Crouzon Syndrome

Updated: Jul 23, 2019
Author: Amarateedha Prak LeCourt, MD; Chief Editor: Dirk M Elston, MD 



Crouzon syndrome represents the most common syndromic craniosynostosis and was described in 1912 as one of the varieties of craniofacial dysostosis caused by premature obliteration and ossification of two or more sutures, most often coronal and sagittal.[1, 2, 3, 4, 5] Virchow introduced the term craniostenosis.[6] The type of obliterated sutures determines the type of craniostenosis. Oxycephaly, scaphocephaly, wedge skull, and oblique head are differentiated.[1, 3, 4, 6] Crouzon syndrome with oxycephaly and Apert syndrome with oxycephaly and syndactylia (acrocephalosyndactyly) are the most common types of dysostosis. Some authors connect those syndromes as one, calling it Crouzon-Apert syndrome, but symptomatologic differentiation makes classification difficult. Acanthosis nigricans (shown in the image below) is the main dermatologic manifestation of Crouzon syndrome (see Acanthosis Nigricans).[3, 4, 7, 8]

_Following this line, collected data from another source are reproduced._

//! Presenter interface and draw routines
//!
//! The simulation never touches pixels. Each frame it walks the actors and
//! the HUD and issues primitive calls against a [`Presenter`] supplied by
//! whatever windowing layer hosts the game.

use glam::IVec2;

use crate::consts::EXPLOSION_FRAMES;
use crate::sim::actor::{Actor, ActorKind};
use crate::sim::body::Phase;
use crate::sim::boundary::Boundary;
use crate::sim::state::SimulationWorld;
use crate::sim::turret::{AimState, Turret};

pub type Rgb = [u8; 3];

pub const HUD_COLOR: Rgb = [175, 0, 0];
pub const SHOT_COLOR: Rgb = [255, 255, 0];

/// Axis-aligned rectangle in pixels
#[derive(Debug, Clone, Copy, PartialEq, Eq)]
pub struct Rect {
    pub origin: IVec2,
    pub size: IVec2,
}

impl Rect {
    pub fn new(x: i32, y: i32, w: i32, h: i32) -> Self {
        Self {
            origin: IVec2::new(x, y),
            size: IVec2::new(w, h),
        }
    }
}

/// Sprites the core asks the presenter to blit
#[derive(Debug, Clone, Copy, PartialEq, Eq)]
pub enum Sprite {
    /// Turret impact explosion, frame `0..EXPLOSION_FRAMES`
    Explosion(u32),
}

/// Drawing surface provided by the host. A stroke width of 0 means filled.
pub trait Presenter {
    fn window_size(&self) -> IVec2;
    fn clear(&mut self, color: Rgb);
    fn draw_circle(&mut self, color: Rgb, center: IVec2, radius: i32, stroke: i32);
    fn draw_polygon(&mut self, color: Rgb, points: &[IVec2], stroke: i32);
    fn draw_rect(&mut self, color: Rgb, rect: Rect, stroke: i32);
    fn blit_image(&mut self, sprite: Sprite, pos: IVec2);
    /// Text centered on `center`
    fn draw_text(&mut self, text: &str, size: u32, color: Rgb, center: IVec2);
    /// Present the finished frame
    fn flip(&mut self) {}
}

fn scaled(color: Rgb, divisor: u8) -> Rgb {
    color.map(|c| c / divisor.max(1))
}

/// Draw one full frame: background, actors, HUD
pub fn draw_frame(world: &SimulationWorld, presenter: &mut dyn Presenter) {
    presenter.clear([0, 0, 0]);
    for actor in &world.actors {
        draw_actor(actor, presenter);
    }
    draw_hud(world, presenter);
    presenter.flip();
}

pub fn draw_actor(actor: &Actor, presenter: &mut dyn Presenter) {
    let body = &actor.body;
    match &actor.kind {
        ActorKind::Player(player) => {
            if body.main_state == Phase::Play {
                presenter.draw_circle(player.color, body.pos, player.radius, 0);
            }
        }
        ActorKind::Boundary(boundary) => draw_boundary(boundary, body.pos, presenter),
        ActorKind::Turret(turret) => {
            if body.main_state == Phase::Play {
                draw_turret(turret, body.pos, body.vel.x * body.vel.y, presenter);
            }
        }
    }
}

/// Nested rectangles, each stroke a fraction of the current wall thickness
fn draw_boundary(boundary: &Boundary, center: IVec2, presenter: &mut dyn Presenter) {
    let half = boundary.surface_size() / 2;
    let corners = [
        IVec2::new(center.x + half.x, center.y - half.y),
        IVec2::new(center.x - half.x, center.y - half.y),
        IVec2::new(center.x - half.x, center.y + half.y),
        IVec2::new(center.x + half.x, center.y + half.y),
    ];
    for (i, color) in boundary.palette().iter().enumerate() {
        let stroke = boundary.thickness / (i as i32 + 1);
        if stroke > 0 {
            presenter.draw_polygon(*color, &corners, stroke);
        }
    }
}

fn draw_turret(turret: &Turret, pos: IVec2, vel_product: f64, presenter: &mut dyn Presenter) {
    let color = turret.color;
    let radius = turret.radius;

    match turret.aim_state {
        AimState::Fire => {
            let reticle = 4 * turret.shot_period / (turret.shot_timer + 1).max(1);
            presenter.draw_circle(SHOT_COLOR, turret.shot_pos, reticle, 3);
        }
        AimState::Boom => {
            if turret.explosion_frame < EXPLOSION_FRAMES {
                presenter.blit_image(
                    Sprite::Explosion(turret.explosion_frame),
                    turret.shot_pos,
                );
            }
        }
        AimState::Loading | AimState::Standby => {}
    }

    // Last few forecast points, darker red further back
    let forecast = turret.forecast_tail(5);
    for (i, point) in forecast.iter().enumerate() {
        let shade = (51 * i).min(255) as u8;
        presenter.draw_circle([shade, 0, 0], *point, radius, i as i32 + 1);
    }

    presenter.draw_circle(color, pos, radius, 0);
    presenter.draw_circle(color, pos, 10 * radius, 3);
    let speed = vel_product.abs();
    presenter.draw_circle(color, pos, speed.sqrt() as i32 + 10, 3);
    presenter.draw_circle(color, pos, speed.cbrt() as i32 + 10, 4);

    // Crosshair
    presenter.draw_rect(
        color,
        Rect::new(pos.x - 12 * radius, pos.y - 2, 24 * radius, 4),
        0,
    );
    presenter.draw_rect(
        color,
        Rect::new(pos.x - 2, pos.y - 12 * radius, 4, 24 * radius),
        0,
    );
    let dim = scaled(color, 2);
    presenter.draw_rect(
        dim,
        Rect::new(pos.x - 12 * radius + 1, pos.y - 1, 24 * radius + 2, 2),
        0,
    );
    presenter.draw_rect(
        dim,
        Rect::new(pos.x - 1, pos.y - 12 * radius + 1, 2, 24 * radius + 2),
        0,
    );
    presenter.draw_circle(scaled(color, 3), pos, radius / 2, 3);
    presenter.draw_circle(scaled(color, 10), pos, radius / 2, 0);
}

pub fn draw_hud(world: &SimulationWorld, presenter: &mut dyn Presenter) {
    let size = presenter.window_size();
    let center_x = size.x / 2;
    let score = world.score().to_string();

    match world.phase() {
        Phase::Start => {
            presenter.draw_text(
                "Machine Revolution",
                70,
                HUD_COLOR,
                IVec2::new(center_x, size.y / 3),
            );
            presenter.draw_text(
                "AI powered by an online recurrent network",
                40,
                HUD_COLOR,
                IVec2::new(center_x, size.y / 2),
            );
            presenter.draw_text(
                "Push Space",
                50,
                HUD_COLOR,
                IVec2::new(center_x, size.y / 2 + size.y / 6),
            );
        }
        Phase::Play => {
            presenter.draw_text(&score, 40, HUD_COLOR, IVec2::new(center_x, size.y / 20));
        }
        Phase::Dead => {
            presenter.draw_text(&score, 40, HUD_COLOR, IVec2::new(center_x, size.y / 2));
            presenter.draw_text(
                "Push Backspace",
                50,
                HUD_COLOR,
                IVec2::new(center_x, size.y / 2 + size.y / 6),
            );
        }
        Phase::PrePlay | Phase::Restart => {}
    }
}

/// Presenter that records calls, for tests and headless runs
#[derive(Debug, Default)]
pub struct RecordingPresenter {
    pub size: IVec2,
    pub circles: usize,
    pub polygons: usize,
    pub rects: usize,
    pub sprites: Vec<Sprite>,
    pub texts: Vec<String>,
    pub frames: u64,
}

impl RecordingPresenter {
    pub fn new(size: IVec2) -> Self {
        Self {
            size,
            ..Default::default()
        }
    }

    /// Forget the current frame's calls (frame count is kept)
    pub fn reset(&mut self) {
        self.circles = 0;
        self.polygons = 0;
        self.rects = 0;
        self.sprites.clear();
        self.texts.clear();
    }
}

impl Presenter for RecordingPresenter {
    fn window_size(&self) -> IVec2 {
        self.size
    }

    fn clear(&mut self, _color: Rgb) {
        self.reset();
    }

    fn draw_circle(&mut self, _color: Rgb, _center: IVec2, _radius: i32, _stroke: i32) {
        self.circles += 1;
    }

    fn draw_polygon(&mut self, _color: Rgb, _points: &[IVec2], _stroke: i32) {
        self.polygons += 1;
    }

    fn draw_rect(&mut self, _color: Rgb, _rect: Rect, _stroke: i32) {
        self.rects += 1;
    }

    fn blit_image(&mut self, sprite: Sprite, _pos: IVec2) {
        self.sprites.push(sprite);
    }

    fn draw_text(&mut self, text: &str, _size: u32, _color: Rgb, _center: IVec2) {
        self.texts.push(text.to_string());
    }

    fn flip(&mut self) {
        self.frames += 1;
    }
}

Acanthosis nigricans of the axillary fossa in Crou Acanthosis nigricans of the axillary fossa in Crouzon syndrome.


Dysplasias of the skeleton (including craniofacial dysostosis) are caused by the malformations of the mesenchyme and ectoderm. The unknown teratogenic factors are taken into account. Dysplasias are inherited in an autosomal dominant pattern. Inheritance may come from an affected parent(s), although cases exist in which mutations arise de novo. Mutation of the gene (locus 10q26) for fibroblast growth factor receptor 2 (FGFR2) has been identified as a causative factor for Crouzon syndrome. Typically, the mutations occur on exons 8 or 10. Moreover, the mutation in the transmembrane region of FGFR3 (locus 4p16.3) was detected in this syndrome and was observed in cases with acanthosis nigricans coexistence.[2, 9, 10, 11, 12, 13, 14, 15, 16, 17, 18, 19]


This syndrome is inherited in an autosomal dominant pattern.[3, 18]

Mutation of FGFR2C342Y/+ is a marked cause of Crouzon syndrome that is characterized by craniosynostosis and midfacial hypoplasia. Beyond skeletal effects, the FGFR2C342Y/+ mutation is now implicated in affecting tooth development.[18, 20, 21]



The prevalence is very low; Crouzon syndrome is currently estimated to occur in 1 in 25,000 people in the general population.[4] Crouzon syndrome is rare worldwide.[3, 4]


Race is not noted as a predisposing factor.[3]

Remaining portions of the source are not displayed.